Bagian Tiga Puluh Lima

138 20 5
                                    

35—


  "NENEKMU masih koma, Ren."

  Kata-kata Mr. Houghton terus terngiang  di kepala Reena subuh ini, sejak operasi yang dijalani neneknya kemarin dan Reena tak bisa menunggui, Reena kerap menitikkan air mata dalam waktunya berdoa.

  Reena sangat mengkhawatirkan keselamatan neneknya karena operasi yang dilakukan berkali-kali itu. Tapi ia bisa apa? Ia merasa segala hasratnya untuk pulang ke Magelang hanya bisa ditebus dengan kemenangannya dalam kompetisi balap kuda yang akan berlangsung pagi ini, terlebih kebaikan Mr. Houghton kini seakan menancap di pundaknya, menuntutnya untuk membalas budi dengan melakukan segala kemauan pria tersebut.

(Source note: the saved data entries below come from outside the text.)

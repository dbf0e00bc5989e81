pub mod codec;
pub mod quote;
pub mod userop;

pub use codec::UserOpError;
pub use quote::GasAndPaymasterQuote;
pub use userop::{SignedUserOperation, UserOperation, compute_user_op_hash};
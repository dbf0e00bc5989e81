use alchemy_aa_types::GasAndPaymasterQuote;

use super::{
    envelope::{
        self, UserOperationLookup, UserOperationReceipt, build_receipt_query,
        build_user_operation_by_hash_query,
    },
    transport::RpcTransport,
};
use crate::error::AlchemyError;

/// A JSON-RPC client for the Alchemy bundler and gas manager endpoints.
///
/// Every call is one envelope out and one envelope in; nothing is retried.
#[derive(Debug, Clone)]
pub struct AlchemyClient<T> {
    transport: T,
}

impl<T: RpcTransport> AlchemyClient<T> {
    pub fn new(transport: T) -> Self {
        Self { transport }
    }

    pub fn transport(&self) -> &T {
        &self.transport
    }

    /// Send a request built for `alchemy_requestGasAndPaymasterAndData`.
    pub async fn request_gas_and_paymaster(
        &self,
        request: Vec<u8>,
    ) -> Result<GasAndPaymasterQuote, AlchemyError> {
        let response = self.transport.send(request).await?;
        let quote = envelope::decode_quote_result(&response)?;

        tracing::debug!("Gas and paymaster data received");
        Ok(quote)
    }

    /// Send a signed `eth_sendUserOperation` request, returning the operation hash.
    pub async fn send_user_operation(&self, request: Vec<u8>) -> Result<String, AlchemyError> {
        let response = self.transport.send(request).await?;
        let op_hash = envelope::decode_send_result(&response)?;

        tracing::info!(op_hash = %op_hash, "UserOperation accepted by bundler");
        Ok(op_hash)
    }

    /// `None` until the operation is included on chain.
    pub async fn get_user_operation_receipt(
        &self,
        operation_hash: &str,
        id: u64,
    ) -> Result<Option<UserOperationReceipt>, AlchemyError> {
        let request = build_receipt_query(operation_hash, id)?;
        let response = self.transport.send(request).await?;
        envelope::decode_receipt_result(&response)
    }

    pub async fn get_user_operation_by_hash(
        &self,
        operation_hash: &str,
        id: u64,
    ) -> Result<Option<UserOperationLookup>, AlchemyError> {
        let request = build_user_operation_by_hash_query(operation_hash, id)?;
        let response = self.transport.send(request).await?;
        envelope::decode_user_operation_by_hash(&response)
    }
}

  Subuh ini, di waktu breaving menjelang kompetisi dimulai, Reena menanggalkan segala hal yang merumitkan pikirannya. Untukmu, Nenek. Reena janji akan memenangkan babak ini dan seterusnya, batinnya mantap seraya mendengarkan arahan dari panitia. Di kanan dan kirinya, para peserta kompetisi tampak mendengarkan pitutur panitia dengan seksama. Sementara itu, di sudut ruangan maha luas tersebut, dimana para pendamping peserta duduk berbaris, Steve terus memandangi Reena. Sesekali mereka berdua bertemu pandang dan Steve memberi semangat kepada Reena dengan senyuman tulus penuh keyakinan.

  Kompetisi balap kuda yang Reena ikuti kali ini merupakan kompetisi besar yang melibatkan peserta dari seluruh penjuru tanah air. Reena sempat kaget mengetahui biaya pendaftarannya yang bernilai puluhan juta rupiah, membuatnya memikirkan para pesaing yang pastinya kebanyakan lahir dari kalangan papan atas.

  Pada kompetisi hari ini, peserta akan bersaing secara sengit demi memperebutkan silver ticket dan masuk ke 30 besar. Sementara itu waktu yang dibutuhkan untuk keseluruhan turnamen ini adalah 12 hari, selain karena pesertanya sangat-sangat banyak, tempat turnamen berlangsung hanya ada satu tempat.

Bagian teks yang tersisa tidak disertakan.